Posted by Shadi Hamid

Writing from Egypt, Zvika Krieger has an interesting piece in TNR about the commercialization of Ramadan (Islam’s holiest month), and the “Islamist” attempt to safeguard its “purity.” As long as you're not too conservative, Ramadan in Egypt is good fun: a lot of parties, eating/gorging, hanging out with friends and family, and, more generally, doing as little real work as possible (Egyptian bureaucrats have notoriously short working days that become even shorter during Ramadan. I remember reading an article which claimed that the typical Egyptian bureaucrat averages 7 minutes of actual productivity per day).

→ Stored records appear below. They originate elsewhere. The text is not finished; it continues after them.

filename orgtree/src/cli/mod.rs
//! CLI layer: argument parsing, command dispatch and terminal presentation

pub mod args;
pub mod commands;
pub mod error;
pub mod output;
pub mod render;
pub mod shell;

pub use args::{Cli, Commands};
pub use error::{CliError, CliResult};
//! Domain-level errors (no external dependencies)

use thiserror::Error;

use crate::domain::entities::NodeId;
use crate::domain::form::FormError;

/// Domain errors represent violations of the tree invariants.
/// These are independent of infrastructure concerns.
#[derive(Error, Debug, Clone, PartialEq, Eq)]
pub enum DomainError {
    #[error("node id already exists: {0}")]
    DuplicateId(NodeId),

    #[error("node {id} references unknown parent {parent_id}")]
    UnknownParent { id: NodeId, parent_id: NodeId },

    #[error("cycle detected: node {id} cannot be placed under {parent_id}")]
    CycleDetected { id: NodeId, parent_id: NodeId },

    #[error("unknown node type: {0}")]
    UnknownNodeType(String),

    #[error("{0}")]
    InvalidForm(#[from] FormError),
}
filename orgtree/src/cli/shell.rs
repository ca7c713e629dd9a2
//! Interactive line editor over an [`EditorSession`].
//!
//! Reads commands from any `BufRead` and writes to any `Write`, so the
//! same loop serves the terminal and tests.

use std::io::{BufRead, Write};

use tracing::{debug, instrument};

use crate::application::services::{EditorSession, MutationOutcome, SyncFailure};
use crate::application::ApplicationError;
use crate::cli::error::{CliError, CliResult};
use crate::cli::render::{render_forest, report_lines};
use crate::domain::{NodeForm, NodeId};

const PROMPT: &str = "orgtree> ";

const HELP: &str = "\
commands:
  ls                 show the tree
  toggle ID          expand or collapse a node
  expand-all         expand every node
  collapse-all       collapse every node
  add [PARENT]       add a node (below PARENT, or a new root)
  edit ID            change a node
  rm ID              delete a node (children become orphans)
  check              report orphans, cycles and duplicates
  sync               wait for pending remote writes
  help               this text
  quit               sync and leave";

enum Flow {
    Continue,
    Quit,
}

/// Run the shell until `quit` or end of input; pending writes are flushed on exit.
#[instrument(level = "debug", skip_all)]
pub fn run<R: BufRead, W: Write>(
    session: &mut EditorSession,
    input: &mut R,
    out: &mut W,
) -> CliResult<()> {
    writeln!(out, "type 'help' for commands")?;
    loop {
        session.service_mut().reconcile();
        print_failures(session.service_mut().take_failures(), out)?;

        write!(out, "{PROMPT}")?;
        out.flush()?;
        let Some(line) = read_line(input)? else {
            writeln!(out)?;
            break;
        };
        let mut words = line.split_whitespace();
        let Some(command) = words.next() else {
            continue;
        };
        let args: Vec<&str> = words.collect();
        debug!("shell: {} {:?}", command, args);

        match execute(session, command, &args, input, out) {
            Ok(Flow::Continue) => {}
            Ok(Flow::Quit) => break,
            Err(CliError::Io(e)) => return Err(CliError::Io(e)),
            Err(e) => writeln!(out, "error: {e}")?,
        }
    }

    let applied = session.service_mut().flush();
    debug!("shell: {} outcomes applied on exit", applied);
    print_failures(session.service_mut().take_failures(), out)?;
    Ok(())
}

fn execute<R: BufRead, W: Write>(
    session: &mut EditorSession,
    command: &str,
    args: &[&str],
    input: &mut R,
    out: &mut W,
) -> CliResult<Flow> {
    match command {
        "quit" | "exit" | "q" => return Ok(Flow::Quit),
        "help" | "?" => writeln!(out, "{HELP}")?,
        "ls" => write!(
            out,
            "{}",
            render_forest(&session.hierarchy(), session.expansion())
        )?,
        "toggle" => {
            let id = required_id(args)?;
            if session.service().get(id).is_none() {
                return Err(ApplicationError::NodeNotFound(id).into());
            }
            let expanded = session.on_toggle_expand(id);
            writeln!(out, "#{id} {}", if expanded { "expanded" } else { "collapsed" })?;
        }
        "expand-all" => session.service_mut().expand_all(),
        "collapse-all" => session.service_mut().collapse_all(),
        "add" => {
            let parent = optional_id(args)?;
            let form = session.on_add(parent)?;
            let Some(form) = fill_form(form, input, out)? else {
                session.cancel();
                return Ok(Flow::Continue);
            };
            submit(session, &form, out, "added")?;
        }
        "edit" => {
            let id = required_id(args)?;
            let form = session
                .on_edit(id)
                .ok_or(ApplicationError::NodeNotFound(id))?;
            let Some(form) = fill_form(form, input, out)? else {
                session.cancel();
                return Ok(Flow::Continue);
            };
            submit(session, &form, out, "updated")?;
        }
        "rm" | "delete" => {
            let id = required_id(args)?;
            match session.on_delete(id)? {
                MutationOutcome::Applied => writeln!(out, "deleted #{id}")?,
                MutationOutcome::NoOp => writeln!(out, "no node #{id}")?,
            }
        }
        "check" => {
            let lines = report_lines(&session.service().report());
            if lines.is_empty() {
                writeln!(out, "tree is consistent")?;
            }
            for line in lines {
                writeln!(out, "{line}")?;
            }
        }
        "sync" => {
            let applied = session.service_mut().flush();
            writeln!(out, "{applied} remote write(s) settled")?;
        }
        other => {
            return Err(CliError::Usage(format!(
                "unknown command '{other}', try 'help'"
            )))
        }
    }
    Ok(Flow::Continue)
}

/// Submit the open form; a rejected form is closed so the next command starts clean.
fn submit<W: Write>(
    session: &mut EditorSession,
    form: &NodeForm,
    out: &mut W,
    verb: &str,
) -> CliResult<()> {
    match session.submit(form) {
        Ok(MutationOutcome::Applied) => {
            // Adds append, so the new node is the last one
            match session.service().nodes().last() {
                Some(node) if verb == "added" => writeln!(out, "{verb} {node}")?,
                _ => writeln!(out, "{verb}")?,
            }
            Ok(())
        }
        Ok(MutationOutcome::NoOp) => {
            writeln!(out, "nothing changed")?;
            Ok(())
        }
        Err(e) => {
            session.cancel();
            Err(e.into())
        }
    }
}

/// Prompt for each field; empty input keeps the shown value.
fn fill_form<R: BufRead, W: Write>(
    mut form: NodeForm,
    input: &mut R,
    out: &mut W,
) -> CliResult<Option<NodeForm>> {
    for (label, value) in [
        ("name", &mut form.name),
        ("description", &mut form.description),
        ("type", &mut form.node_type),
    ] {
        write!(out, "  {label} [{value}]: ")?;
        out.flush()?;
        let Some(line) = read_line(input)? else {
            return Ok(None);
        };
        let line = line.trim();
        if !line.is_empty() {
            *value = line.to_string();
        }
    }
    Ok(Some(form))
}

fn read_line<R: BufRead>(input: &mut R) -> CliResult<Option<String>> {
    let mut line = String::new();
    if input.read_line(&mut line)? == 0 {
        return Ok(None);
    }
    Ok(Some(line.trim_end_matches(['\r', '\n']).to_string()))
}

fn parse_id(raw: &str) -> CliResult<NodeId> {
    raw.trim_start_matches('#')
        .parse::<NodeId>()
        .map_err(|_| CliError::InvalidArgs(format!("not a node id: '{raw}'")))
}

fn required_id(args: &[&str]) -> CliResult<NodeId> {
    match args.first() {
        Some(raw) => parse_id(raw),
        None => Err(CliError::Usage("missing node id".into())),
    }
}

fn optional_id(args: &[&str]) -> CliResult<Option<NodeId>> {
    args.first().map(|raw| parse_id(raw)).transpose()
}

pub fn print_failures<W: Write>(failures: Vec<SyncFailure>, out: &mut W) -> CliResult<()> {
    for f in failures {
        writeln!(
            out,
            "! {} #{} failed{}: {}",
            f.kind,
            f.id,
            if f.rolled_back { " (rolled back)" } else { "" },
            f.error
        )?;
    }
    Ok(())
}

#[cfg(test)]
mod tests {
    use super::*;

    #[test]
    fn given_hash_prefix_when_parsing_id_then_accepted() {
        assert_eq!(parse_id("#42").unwrap(), 42);
        assert!(matches!(parse_id("x"), Err(CliError::InvalidArgs(_))));
    }

    #[test]
    fn given_no_args_when_requiring_id_then_usage_error() {
        assert!(matches!(required_id(&[]), Err(CliError::Usage(_))));
    }
}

Anyway, this is a fun passage:

A 50-inch flat-screen television overhead plays music videos of the Killers and Nine Inch Nails, while waiters weave aimlessly around the booths. As the sun dips below the Nile, a Red Hot Chili Peppers video is unceremoniously interrupted--the guitar solo replaced by a solemn, baritone voice. "In the name of Allah, the most merciful," it begins in Arabic. Selected verses from the Koran are recited over stark images of pilgrims in Mecca. Within minutes, the Red Hot Chili Peppers return.

While it’s nice to think that the Red Hot Chili Peppers and the Koran are, in fact, compatible (and I suspect they are), it's also evident that there's a bit of cultural schizophrenia going on here. Contradictions abound. The West is both hated and loved.

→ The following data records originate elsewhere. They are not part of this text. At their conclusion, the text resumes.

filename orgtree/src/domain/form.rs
//! Form payloads for adding and editing nodes, and their validation rules.

use std::fmt;

use itertools::Itertools;
use thiserror::Error;

use crate::domain::entities::{NodeId, NodeType, TreeNode};

pub const NAME_MAX_CHARS: usize = 50;
pub const DESCRIPTION_MIN_CHARS: usize = 5;
pub const DESCRIPTION_MAX_CHARS: usize = 200;

/// Raw, unvalidated form input as typed by the user.
#[derive(Debug, Clone, Default, PartialEq, Eq)]
pub struct NodeForm {
    pub name: String,
    pub description: String,
    pub node_type: String,
}

/// What a submitted form is going to do.
#[derive(Debug, Clone, PartialEq, Eq)]
pub enum FormMode {
    /// Create a new node below `parent_id` (`None` = new root)
    Add { parent_id: Option<NodeId> },
    /// Overwrite the fields of an existing node
    Edit { node: TreeNode },
}

impl FormMode {
    pub fn is_edit(&self) -> bool {
        matches!(self, FormMode::Edit { .. })
    }

    /// Initial field values shown to the user.
    pub fn prefill(&self, default_type: NodeType) -> NodeForm {
        match self {
            FormMode::Add { .. } => NodeForm {
                name: String::new(),
                description: String::new(),
                node_type: default_type.to_string(),
            },
            FormMode::Edit { node } => NodeForm::from(node),
        }
    }
}

impl From<&TreeNode> for NodeForm {
    fn from(node: &TreeNode) -> Self {
        Self {
            name: node.name.clone(),
            description: node.description.clone(),
            node_type: node.node_type.to_string(),
        }
    }
}

/// Form content that passed every rule.
#[derive(Debug, Clone, PartialEq, Eq)]
pub struct ValidatedForm {
    pub name: String,
    pub description: String,
    pub node_type: NodeType,
}

impl ValidatedForm {
    pub fn into_node(self, id: NodeId, parent_id: Option<NodeId>) -> TreeNode {
        TreeNode {
            id,
            name: self.name,
            description: self.description,
            node_type: self.node_type,
            parent_id,
        }
    }

    /// Merge onto an existing node; id and parent stay untouched.
    pub fn apply_to(self, node: &TreeNode) -> TreeNode {
        self.into_node(node.id, node.parent_id)
    }
}

#[derive(Debug, Clone, PartialEq, Eq)]
pub struct FieldError {
    pub field: &'static str,
    pub message: String,
}

impl fmt::Display for FieldError {
    fn fmt(&self, f: &mut fmt::Formatter<'_>) -> fmt::Result {
        write!(f, "{}: {}", self.field, self.message)
    }
}

#[derive(Error, Debug, Clone, PartialEq, Eq)]
#[error("invalid form: {}", join_fields(.fields))]
pub struct FormError {
    pub fields: Vec<FieldError>,
}

impl FormError {
    pub fn has_field(&self, field: &str) -> bool {
        self.fields.iter().any(|f| f.field == field)
    }
}

fn join_fields(fields: &[FieldError]) -> String {
    fields.iter().map(|f| f.to_string()).join("; ")
}

impl NodeForm {
    pub fn new(
        name: impl Into<String>,
        description: impl Into<String>,
        node_type: impl Into<String>,
    ) -> Self {
        Self {
            name: name.into(),
            description: description.into(),
            node_type: node_type.into(),
        }
    }

    /// Check all fields and report every violation at once.
    ///
    /// Surrounding whitespace is trimmed before lengths are counted (in chars).
    pub fn validate(&self) -> Result<ValidatedForm, FormError> {
        let mut fields = Vec::new();

        let name = self.name.trim();
        let name_len = name.chars().count();
        if name_len == 0 {
            fields.push(FieldError {
                field: "name",
                message: "name is required".into(),
            });
        } else if name_len > NAME_MAX_CHARS {
            fields.push(FieldError {
                field: "name",
                message: format!("name cannot exceed {NAME_MAX_CHARS} characters"),
            });
        }

        let description = self.description.trim();
        let description_len = description.chars().count();
        if description_len < DESCRIPTION_MIN_CHARS {
            fields.push(FieldError {
                field: "description",
                message: format!("description must be at least {DESCRIPTION_MIN_CHARS} characters"),
            });
        } else if description_len > DESCRIPTION_MAX_CHARS {
            fields.push(FieldError {
                field: "description",
                message: format!("description cannot exceed {DESCRIPTION_MAX_CHARS} characters"),
            });
        }

        let node_type = match self.node_type.parse::<NodeType>() {
            Ok(t) => Some(t),
            Err(_) => {
                fields.push(FieldError {
                    field: "type",
                    message: format!(
                        "type must be one of institute, school, department, teacher (got '{}')",
                        self.node_type.trim()
                    ),
                });
                None
            }
        };

        match node_type {
            Some(node_type) if fields.is_empty() => Ok(ValidatedForm {
                name: name.to_string(),
                description: description.to_string(),
                node_type,
            }),
            _ => Err(FormError { fields }),
        }
    }
}
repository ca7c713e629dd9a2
//! Shared helpers

pub mod testing;
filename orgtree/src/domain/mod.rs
//! Domain layer: entities and tree logic
//!
//! This layer is independent of external concerns (no I/O, no HTTP, no config loading).

pub mod builder;
pub mod entities;
pub mod error;
pub mod expansion;
pub mod form;
pub mod store;

pub use builder::{analyze, build_hierarchy, HierarchyReport};
pub use entities::*;
pub use error::DomainError;
pub use expansion::ExpansionSet;
pub use form::{FormError, FormMode, NodeForm, ValidatedForm};
pub use store::FlatStore;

This past summer, when I was in Egypt, I went to the beach with my cousins and some of their friends. It was a posh, exclusive resort, reserved for Egypt’s secular elite, a way for them to escape the dirt, dust, and depression of Cairo. It was a parallel universe designed to feel like, well, a parallel universe. My accented Arabic, while steady, belied the fact that I was the lone American in the group. One day, a couple of them were letting off some steam about the Israel-Hezbollah war and praising Nasrallah as some kind of Arab Christ figure. After I cast doubt on the purported wisdom of Nasrallah and his self-serving provocations along the Israeli border, the conversation soon shifted, inevitably, toward a discussion of America, "the Jews,” 9/11, and a variety of nutty conspiracy theories. Few things amaze me, because I’ve heard most of it before, but I always get angry when thoroughly Westernized Egyptians whose whole way of life is shaped by their love of American culture, start saying that they’re happy that 9/11 happened or that “we deserved it.” Then there was one interesting character who cited Syriana and Lord of War as evidence that 9/11 was an inside job, with a straight face no less.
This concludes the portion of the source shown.